The problem is that legal licenses (like laws, and like regulations) do not just define legal norms. They also, over time, create and reinforce cultural norms. When most open source licenses disclaim all responsibility for—that is, refuse to warranty—the software to which they apply, how could it not affect the culture of professional software development? Especially when so much professional career development in many parts of the industry is about public and open-source software?

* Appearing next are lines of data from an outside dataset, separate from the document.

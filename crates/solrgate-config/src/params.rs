//! Parameter maps as they travel between request, configuration and backend.

use indexmap::IndexMap;
use serde::{Deserialize, Serialize};
use std::fmt;
use url::form_urlencoded;

/// Ordered multi-valued parameter map (`name -> values`).
///
/// Insertion order is preserved so that evaluation and forwarding are
/// deterministic for a given request.
pub type ParamMap = IndexMap<String, Vec<String>>;

/// A single scalar as written in the configuration file.
///
/// TOML lets operators write `rows = 10` or `rows = "10"`; both end up as the
/// string `"10"` on the wire.
#[derive(Debug, Clone, PartialEq, Serialize, Deserialize)]
#[serde(untagged)]
pub enum ParamValue {
    Flag(bool),
    Integer(i64),
    Float(f64),
    Text(String),
}

impl fmt::Display for ParamValue {
    fn fmt(&self, f: &mut fmt::Formatter<'_>) -> fmt::Result {
        match self {
            Self::Flag(b) => write!(f, "{b}"),
            Self::Integer(i) => write!(f, "{i}"),
            Self::Float(v) => write!(f, "{v}"),
            Self::Text(s) => f.write_str(s),
        }
    }
}

/// One or many configured values for a parameter.
#[derive(Debug, Clone, PartialEq, Serialize, Deserialize)]
#[serde(untagged)]
pub enum ParamValues {
    One(ParamValue),
    Many(Vec<ParamValue>),
}

impl ParamValues {
    /// Render the values as wire strings.
    pub fn to_strings(&self) -> Vec<String> {
        match self {
            Self::One(v) => vec![v.to_string()],
            Self::Many(vs) => vs.iter().map(ToString::to_string).collect(),
        }
    }
}

/// Convert a configured map into a wire-level [`ParamMap`].
pub fn to_param_map(configured: &IndexMap<String, ParamValues>) -> ParamMap {
    configured
        .iter()
        .map(|(k, v)| (k.clone(), v.to_strings()))
        .collect()
}

/// Parse an `application/x-www-form-urlencoded` query string into a [`ParamMap`].
///
/// Repeated keys accumulate values in order: `fq=a&fq=b` gives `fq -> [a, b]`.
pub fn parse_query(query: &str) -> ParamMap {
    let mut params = ParamMap::new();
    for (k, v) in form_urlencoded::parse(query.as_bytes()) {
        params.entry(k.into_owned()).or_default().push(v.into_owned());
    }
    params
}

/// Encode a [`ParamMap`] back into a query string.
pub fn encode_query(params: &ParamMap) -> String {
    let mut serializer = form_urlencoded::Serializer::new(String::new());
    for (k, values) in params {
        for v in values {
            serializer.append_pair(k, v);
        }
    }
    serializer.finish()
}
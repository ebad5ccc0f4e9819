//! Hot-swappable policy profile.
//!
//! Holds the current [`Profile`] behind an `ArcSwap`. Readers take a snapshot
//! with a single atomic load and keep using it for the whole request, while a
//! reload publishes a freshly compiled profile without blocking them.

use arc_swap::ArcSwap;
use solrgate_config::PolicySettings;
use std::sync::Arc;
use tracing::info;

use crate::error::PolicyError;
use crate::evaluator::Evaluator;
use crate::profile::Profile;

#[derive(Clone)]
pub struct ReloadablePolicy {
    inner: Arc<ArcSwap<Profile>>,
}

impl ReloadablePolicy {
    pub fn new(profile: Profile) -> Self {
        Self {
            inner: Arc::new(ArcSwap::from_pointee(profile)),
        }
    }

    /// Compile `settings` and wrap the result.
    pub fn from_settings(settings: &PolicySettings) -> Result<Self, PolicyError> {
        Ok(Self::new(Profile::from_settings(settings)?))
    }

    /// Snapshot of the current profile.
    pub fn profile(&self) -> Arc<Profile> {
        self.inner.load_full()
    }

    /// Evaluator bound to the current snapshot.
    pub fn evaluator(&self) -> Evaluator {
        Evaluator::new(self.profile())
    }

    /// Atomically publish a new profile. Evaluations already holding the old
    /// snapshot finish against it.
    pub fn replace(&self, profile: Profile) {
        self.inner.store(Arc::new(profile));
    }

    /// Compile and publish `settings`. On error the current profile stays.
    pub fn reload(&self, settings: &PolicySettings) -> Result<(), PolicyError> {
        let profile = Profile::from_settings(settings)?;
        info!(
            components = profile.component_names().count(),
            "Policy profile reloaded"
        );
        self.replace(profile);
        Ok(())
    }
}

impl std::fmt::Debug for ReloadablePolicy {
    fn fmt(&self, f: &mut std::fmt::Formatter<'_>) -> std::fmt::Result {
        let profile = self.inner.load();
        f.debug_struct("ReloadablePolicy")
            .field("max_weight", &profile.max_weight)
            .finish()
    }
}

#[cfg(test)]
mod tests {
    use super::*;
    use solrgate_config::{ComponentSettings, FieldSettings};

    fn settings(max_weight: f64) -> PolicySettings {
        let mut settings = PolicySettings {
            max_weight,
            ..Default::default()
        };
        settings
            .components
            .insert("select".into(), ComponentSettings::default());
        settings
    }

    #[test]
    fn test_snapshot_survives_replace() {
        let policy = ReloadablePolicy::from_settings(&settings(10.0)).unwrap();
        let before = policy.profile();
        policy.reload(&settings(20.0)).unwrap();
        assert_eq!(before.max_weight, 10.0);
        assert_eq!(policy.profile().max_weight, 20.0);
        assert_eq!(policy.evaluator().profile().max_weight, 20.0);
    }

    #[test]
    fn test_failed_reload_keeps_current() {
        let policy = ReloadablePolicy::from_settings(&settings(10.0)).unwrap();
        let mut broken = settings(30.0);
        broken.fields.push(FieldSettings {
            name: None,
            weight: Some(1.0),
        });
        assert!(policy.reload(&broken).is_err());
        assert_eq!(policy.profile().max_weight, 10.0);
    }
}
use axum::{
    body::Body,
    extract::State,
    http::Request,
    middleware::Next,
    response::{IntoResponse, Response},
};

use crate::error::ApiError;
use crate::state::AppState;

/// Bound each request by `server.read_timeout_ms` of the current runtime.
pub async fn request_timeout(
    State(state): State<AppState>,
    req: Request<Body>,
    next: Next,
) -> Response {
    let timeout = state.runtime().config().server.read_timeout();
    match tokio::time::timeout(timeout, next.run(req)).await {
        Ok(response) => response,
        Err(_) => ApiError::Timeout(timeout.as_millis() as u64).into_response(),
    }
}
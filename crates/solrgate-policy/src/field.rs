//! Retrievable fields and their static cost.

use std::collections::BTreeMap;

/// A retrievable document attribute with a fixed cost.
#[derive(Debug, Clone, PartialEq)]
pub struct Field {
    pub name: String,
    pub weight: f64,
}

impl Field {
    pub fn new(name: impl Into<String>, weight: f64) -> Self {
        Self {
            name: name.into(),
            weight,
        }
    }
}

/// How a requested field name resolved against the catalog.
#[derive(Debug, Clone, Copy, PartialEq)]
pub enum FieldCost {
    Listed(f64),
    Unlisted { weight: f64, allowed: bool },
}

impl FieldCost {
    pub fn weight(self) -> f64 {
        match self {
            Self::Listed(w) => w,
            Self::Unlisted { weight, .. } => weight,
        }
    }
}

/// All listed fields of a profile plus the policy for everything else.
#[derive(Debug, Clone, PartialEq, Default)]
pub struct FieldCatalog {
    fields: BTreeMap<String, Field>,
    unlisted_allowed: bool,
    unlisted_weight: f64,
    total_weight: f64,
}

impl FieldCatalog {
    pub fn new(fields: Vec<Field>, unlisted_allowed: bool, unlisted_weight: f64) -> Self {
        let total_weight = fields.iter().map(|f| f.weight).sum();
        Self {
            fields: fields.into_iter().map(|f| (f.name.clone(), f)).collect(),
            unlisted_allowed,
            unlisted_weight,
            total_weight,
        }
    }

    pub fn get(&self, name: &str) -> Option<&Field> {
        self.fields.get(name)
    }

    pub fn cost(&self, name: &str) -> FieldCost {
        match self.fields.get(name) {
            Some(field) => FieldCost::Listed(field.weight),
            None => FieldCost::Unlisted {
                weight: self.unlisted_weight,
                allowed: self.unlisted_allowed,
            },
        }
    }

    /// Cost of `*`: every listed field.
    pub fn total_weight(&self) -> f64 {
        self.total_weight
    }

    pub fn unlisted_allowed(&self) -> bool {
        self.unlisted_allowed
    }

    pub fn len(&self) -> usize {
        self.fields.len()
    }

    pub fn is_empty(&self) -> bool {
        self.fields.is_empty()
    }
}
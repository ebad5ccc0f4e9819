use thiserror::Error;

/// Errors raised while compiling a policy definition into a profile.
///
/// All of them are fatal: a profile is either built completely or not at all.
#[derive(Debug, Error, Clone, PartialEq)]
pub enum PolicyError {
    #[error("{entity} #{index} is missing mandatory attribute '{attribute}'")]
    MissingAttribute {
        entity: &'static str,
        index: usize,
        attribute: &'static str,
    },

    #[error("param '{param}' in component '{component}' has unknown type '{kind}'")]
    UnknownParamType {
        component: String,
        param: String,
        kind: String,
    },

    #[error("duplicate {entity} '{name}'")]
    Duplicate { entity: &'static str, name: String },

    #[error("{entity} '{name}' has negative {attribute} {value}")]
    NegativeWeight {
        entity: &'static str,
        name: String,
        attribute: &'static str,
        value: f64,
    },
}

impl PolicyError {
    pub fn missing(entity: &'static str, index: usize, attribute: &'static str) -> Self {
        Self::MissingAttribute {
            entity,
            index,
            attribute,
        }
    }

    pub fn duplicate(entity: &'static str, name: impl Into<String>) -> Self {
        Self::Duplicate {
            entity,
            name: name.into(),
        }
    }
}

/// Reject negative weight settings; every weight contribution must be
/// non-decreasing in its input.
pub(crate) fn ensure_non_negative(
    entity: &'static str,
    name: &str,
    attribute: &'static str,
    value: f64,
) -> Result<(), PolicyError> {
    if value < 0.0 || value.is_nan() {
        return Err(PolicyError::NegativeWeight {
            entity,
            name: name.to_string(),
            attribute,
            value,
        });
    }
    Ok(())
}
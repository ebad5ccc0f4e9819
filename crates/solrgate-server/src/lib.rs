pub mod error;
pub mod handlers;
pub mod middleware;
pub mod observability;
pub mod reload;
pub mod server;
pub mod state;

pub use error::ApiError;
pub use observability::{apply_logging_level, init_tracing};
pub use reload::{reload_runtime, spawn_config_reloader};
pub use server::{ServerBuilder, SolrgateServer, build_app};
pub use state::{AppState, Runtime, RuntimeError};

It is hard to write good software even while rejecting the idea that you are responsible in any way for the quality of that software. Something has to give. I suspect the answer is closer to where Mitchell lands than where Wechtenhiser ends up, though I do think that some very careful regulation of the software industry (not like DMCA or other similarly awfully-written laws) is probably in order. Insofar as software is increasingly central to every part of our economy, it is essential we take it seriously. But taking it seriously means, in part, doing the hard work of treating machine learning algorithm training protocols differently than blog software, and Windows security holes differently than avionics software, and little side projects differently than TLS implementations. It’s time indeed for the law to catch up, but time also for the rhetoric around these things to be smarter and more careful, lest the laws we end up with only make things worse.